Client #3 was admitted on February 24, 2022 and was still active at the time of inspection. An informed and voluntary consent from the client for the disclosure of information was signed and dated on March 15, 2022, to a county agency that failed to include documentation that a copy of the consent was offered to the client

Client #4 was admitted on February 23, 2022 and was still active at the time of the inspection. An informed and voluntary consent from the client for the disclosure of information was signed and dated on February 23, 2022, to an outside agency that failed to include documentation that a copy of the consent was offered to the client.



These findings were discussed with facility staff during the inspection process.
 
Plan of Correction
The Quality Director will conduct Confidentiality/Consent training with employees responsible for completing consents (nursing, clinical, intake/admissions, case management). A sign in sheet will be completed and maintained for record.

Additionally, all staff responsible for completing consents will be required to take DDAP Confidentiality training on PA Train. Training certificates will be maintained in employee training files.

Quality Director will conduct confidentiality training during all new employee orientation trainings, which will include training on how to complete a consent. New employee orientation will occur on a monthly basis, as needed.

Random, monthly chart audits will be conducted by a quality committee with at least one member from each unit to monitor for compliance. Results of the audit will be submitted to the Quality Director on a monthly basis.

New, valid consents have been obtained to correct the consents for client #3 and #4.


709.63(a)(8)  LICENSURE Follow-up Information

709.63. Client records. (a) There shall be a complete client record on an individual which includes information relative to the client's involvement with the project.
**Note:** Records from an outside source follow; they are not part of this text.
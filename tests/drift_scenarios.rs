//! End-to-end drift scenarios: CSV snapshots in, reports and alerts out.

use driftwatch::io::{read_csv, AlertLevel, DriftAlert, ReportWriter, RunSummary};
use driftwatch::{Dataset, DriftConfig, DriftDetectionEngine, DriftReport, Severity, TestFamily};
use rand::rngs::StdRng;
use rand::SeedableRng;
use rand_distr::{Distribution, Normal};
use std::path::{Path, PathBuf};
use tempfile::TempDir;

// =============================================================================
// Fixtures
// =============================================================================

const TRENDS: [&str; 3] = ["up", "down", "sideways"];

/// Daily market rows: price ~ Normal(45000, 5000) plus `shift`, cyclic trend
fn write_market_csv(path: &Path, rows: usize, seed: u64, shift: f64, with_trend: bool) {
    let mut rng = StdRng::seed_from_u64(seed);
    let price = Normal::new(45_000.0, 5_000.0).unwrap();

    let header = if with_trend { "btc_price,volume,trend\n" } else { "btc_price,volume\n" };
    let mut text = String::from(header);
    for i in 0..rows {
        let p = price.sample(&mut rng) + shift;
        let volume = 20_000 + (i * 131) % 5_000;
        if with_trend {
            text.push_str(&format!("{p:.2},{volume},{}\n", TRENDS[i % 3]));
        } else {
            text.push_str(&format!("{p:.2},{volume}\n"));
        }
    }
    std::fs::write(path, text).unwrap();
}

fn snapshot(dir: &TempDir, name: &str, rows: usize, seed: u64, shift: f64, trend: bool) -> Dataset {
    let path: PathBuf = dir.path().join(name);
    write_market_csv(&path, rows, seed, shift, trend);
    read_csv(&path).unwrap()
}

fn engine(reference: Dataset) -> DriftDetectionEngine {
    let config = DriftConfig::default().with_seed(2024).with_reference_period("Last 365 days");
    DriftDetectionEngine::new(reference, config).unwrap()
}

// =============================================================================
// Scenarios
// =============================================================================

#[test]
fn test_shifted_prices_raise_high_severity() {
    let dir = TempDir::new().unwrap();
    let reference = snapshot(&dir, "ref.csv", 365, 1, 0.0, true);
    let current = snapshot(&dir, "cur.csv", 365, 1, 5_000.0, true);
    let engine = engine(reference);

    let report = engine.detect_drift(&current);
    let psi = report.result(TestFamily::Psi, "btc_price").unwrap();
    assert!(psi.statistic > 0.25);
    assert_eq!(psi.severity, Some(Severity::High));
    assert!(report.result(TestFamily::Ks, "btc_price").unwrap().p_value.unwrap() < 0.05);
    assert!(report.drift_detected());
    assert_eq!(report.overall_severity(), Severity::High);

    let alert = DriftAlert::from_report(&report).unwrap();
    assert_eq!(alert.level, AlertLevel::Critical);
    assert!(alert.features_affected.contains(&"btc_price".to_string()));
}

#[test]
fn test_missing_trend_is_critical() {
    let dir = TempDir::new().unwrap();
    let reference = snapshot(&dir, "ref.csv", 365, 5, 0.0, true);
    let current = snapshot(&dir, "cur.csv", 7, 6, 0.0, false);
    let engine = engine(reference);

    let report = engine.detect_drift(&current);
    assert_eq!(report.missing_columns(), ["trend".to_string()]);
    assert_eq!(report.overall_severity(), Severity::Critical);
    assert!(report.summary().contains("Missing Columns (1):"));
}

#[test]
fn test_same_trend_mix_does_not_drift() {
    let dir = TempDir::new().unwrap();
    let reference = snapshot(&dir, "ref.csv", 90, 8, 0.0, true);
    let current = snapshot(&dir, "cur.csv", 45, 9, 0.0, true);
    let engine = engine(reference);

    let report = engine.detect_drift(&current);
    let chi = report.result(TestFamily::ChiSquare, "trend").unwrap();
    assert!(chi.p_value.unwrap() > 0.05);
    assert!(!chi.drift_detected);
}

#[test]
fn test_daily_job_artifacts() {
    let dir = TempDir::new().unwrap();
    let reference = snapshot(&dir, "ref.csv", 365, 1, 0.0, true);
    let current = snapshot(&dir, "cur.csv", 30, 2, 8_000.0, true);
    let engine = engine(reference);
    let report = engine.detect_drift(&current);

    let written = ReportWriter::new(dir.path().join("reports")).write(&report).unwrap();

    let saved: serde_json::Value =
        serde_json::from_str(&std::fs::read_to_string(&written.report_path).unwrap()).unwrap();
    assert_eq!(saved["reference_period"], "Last 365 days");
    assert_eq!(saved["reference_size"], 365);
    assert_eq!(saved["current_size"], 30);
    assert_eq!(saved["overall_severity"], "HIGH");
    assert_eq!(saved["psi_tests"]["btc_price"]["interpretation"], "DRIFT");
    assert!(saved["chi_square_tests"]["trend"]["p_value"].is_number());
    assert_eq!(DriftReport::from_json(&saved.to_string()).unwrap(), report);

    let summary: RunSummary =
        serde_json::from_str(&std::fs::read_to_string(&written.summary_path).unwrap()).unwrap();
    assert!(summary.drift_detected);
    assert_eq!(summary.tests_run.ks_tests, 2);
    assert_eq!(summary.tests_run.chi_square_tests, 1);
    assert!(summary.features_affected.contains(&"btc_price".to_string()));
}

#[test]
fn test_history_tracks_consecutive_runs() {
    let dir = TempDir::new().unwrap();
    let reference = snapshot(&dir, "ref.csv", 365, 1, 0.0, true);
    let engine = engine(reference.clone());

    engine.detect_drift(&reference);
    engine.detect_drift(&snapshot(&dir, "gap.csv", 7, 3, 0.0, false));

    let trend = engine.history().severity_trend();
    assert_eq!(trend.len(), 2);
    assert_eq!(trend[0].severity, Severity::Low);
    assert!(!trend[0].drift_detected);
    assert_eq!(trend[1].severity, Severity::Critical);
    assert!((engine.history().drift_rate() - 0.5).abs() < 1e-12);
}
This shall include, but not be limited to the following: (8) Follow-up information.
Observations
Based on a review of the facility ' s policy and procedure manual and seven client records, the facility failed to complete, and document follow up information in all three applicable client records reviewed.
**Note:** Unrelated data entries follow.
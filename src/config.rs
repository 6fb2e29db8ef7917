//! Drift engine configuration.
//!
//! Every tunable the engine reads lives here and is passed in at
//! construction; nothing is read from process-wide state.

use std::path::Path;

use serde::{Deserialize, Serialize};

use crate::error::{DriftError, Result};

/// Configuration for [`DriftDetectionEngine`](crate::drift::DriftDetectionEngine)
///
/// Loadable from YAML; omitted keys fall back to [`Default`].
///
/// ```yaml
/// threshold_ks: 0.05
/// threshold_psi: 0.25
/// threshold_wasserstein: 0.1
/// psi_bins: 10
/// seed: 42
/// history_capacity: 1000
/// reference_period: "Last 365 days"
/// ```
#[derive(Debug, Clone, PartialEq, Serialize, Deserialize)]
#[serde(default, deny_unknown_fields)]
pub struct DriftConfig {
    /// p-value below which KS and Chi-square flag drift
    pub threshold_ks: f64,
    /// PSI above which drift is flagged
    pub threshold_psi: f64,
    /// Wasserstein distance above which drift is flagged (in column units)
    pub threshold_wasserstein: f64,
    /// Number of equal-width PSI bins
    pub psi_bins: usize,
    /// Seed for Wasserstein subsampling; `None` draws from OS entropy
    pub seed: Option<u64>,
    /// Maximum number of reports retained in history
    pub history_capacity: usize,
    /// Label for the reference period
    pub reference_period: String,
}

impl Default for DriftConfig {
    fn default() -> Self {
        Self {
            threshold_ks: 0.05,
            threshold_psi: 0.25,
            threshold_wasserstein: 0.1,
            psi_bins: 10,
            seed: None,
            history_capacity: 1000,
            reference_period: "reference".to_string(),
        }
    }
}

impl DriftConfig {
    /// Load configuration from a YAML file
    pub fn from_file(path: impl AsRef<Path>) -> Result<Self> {
        let path = path.as_ref();
        if !path.exists() {
            return Err(DriftError::ConfigNotFound { path: path.to_path_buf() });
        }
        let content = std::fs::read_to_string(path)
            .map_err(|e| DriftError::io(format!("reading {}", path.display()), e))?;
        let config: Self = serde_yaml::from_str(&content).map_err(|e| {
            DriftError::ConfigParsing { path: path.to_path_buf(), message: e.to_string() }
        })?;
        config.validate()?;
        Ok(config)
    }

    /// Render as YAML
    pub fn to_yaml(&self) -> Result<String> {
        serde_yaml::to_string(self)
            .map_err(|e| DriftError::Serialization { message: e.to_string() })
    }

    pub fn with_threshold_ks(mut self, threshold: f64) -> Self {
        self.threshold_ks = threshold;
        self
    }

    pub fn with_threshold_psi(mut self, threshold: f64) -> Self {
        self.threshold_psi = threshold;
        self
    }

    pub fn with_threshold_wasserstein(mut self, threshold: f64) -> Self {
        self.threshold_wasserstein = threshold;
        self
    }

    pub fn with_psi_bins(mut self, bins: usize) -> Self {
        self.psi_bins = bins;
        self
    }

    pub fn with_seed(mut self, seed: u64) -> Self {
        self.seed = Some(seed);
        self
    }

    pub fn with_history_capacity(mut self, capacity: usize) -> Self {
        self.history_capacity = capacity;
        self
    }

    pub fn with_reference_period(mut self, label: impl Into<String>) -> Self {
        self.reference_period = label.into();
        self
    }

    /// Check every field is in range
    pub fn validate(&self) -> Result<()> {
        if !(self.threshold_ks > 0.0 && self.threshold_ks < 1.0) {
            return Err(value_error(
                "threshold_ks",
                format!("{} is not a probability in (0, 1)", self.threshold_ks),
                "Use a significance level such as 0.05",
            ));
        }
        if !(self.threshold_psi.is_finite() && self.threshold_psi > 0.0) {
            return Err(value_error(
                "threshold_psi",
                format!("{} must be a positive number", self.threshold_psi),
                "0.25 is the conventional threshold for a significant population shift",
            ));
        }
        if !(self.threshold_wasserstein.is_finite() && self.threshold_wasserstein >= 0.0) {
            return Err(value_error(
                "threshold_wasserstein",
                format!("{} must be a non-negative number", self.threshold_wasserstein),
                "Express the threshold in the units of the monitored columns",
            ));
        }
        if self.psi_bins == 0 {
            return Err(value_error("psi_bins", "must be at least 1", "Use the default of 10"));
        }
        if self.history_capacity == 0 {
            return Err(value_error(
                "history_capacity",
                "must be at least 1",
                "Keep at least the latest report, e.g. 1000",
            ));
        }
        Ok(())
    }
}

fn value_error(field: &str, message: impl Into<String>, suggestion: &str) -> DriftError {
    DriftError::ConfigValue {
        field: field.to_string(),
        message: message.into(),
        suggestion: suggestion.to_string(),
    }
}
These findings were discussed with facility staff during the inspection process.
 
Plan of Correction
Facility Director will be retrain clinical staff on completion and documentation of follow up for each client record. Evidence of training will be maintained in the facility training files.



Random, monthly cart audits will be conducted by a quality committee with at least one member from each unit to monitor for compliance. Results of the audit will be submitted to the Quality Director on a monthly basis.

Client records that were reviewed during the onsite facility inspection have been corrected to reflect a completed follow up in each record.


709.53(a)(11)  LICENSURE Follow-up information

709.53. Client records. (a) There shall be a complete client record on an individual which includes information relative to the client's involvement with the project. This shall include, but not be limited to, the following: (11) Follow-up information.
Observations
Based on a review of the facility ' s policy and procedure manual and seven client records, the facility failed to complete, and document follow up information in all three applicable client records reviewed.

These findings were discussed with facility staff during the inspection process.
 
Plan of Correction
Facility Director will be retrain clinical staff on completion and documentation of follow up for each client record. Evidence of training will be maintained in the facility training files.



Random, monthly cart audits will be conducted by a quality committee with at least one member from each unit to monitor for compliance. Results of the audit will be submitted to the Quality Director on a monthly basis.

Client records that were reviewed during the onsite facility inspection have been corrected to reflect a completed follow up in each record.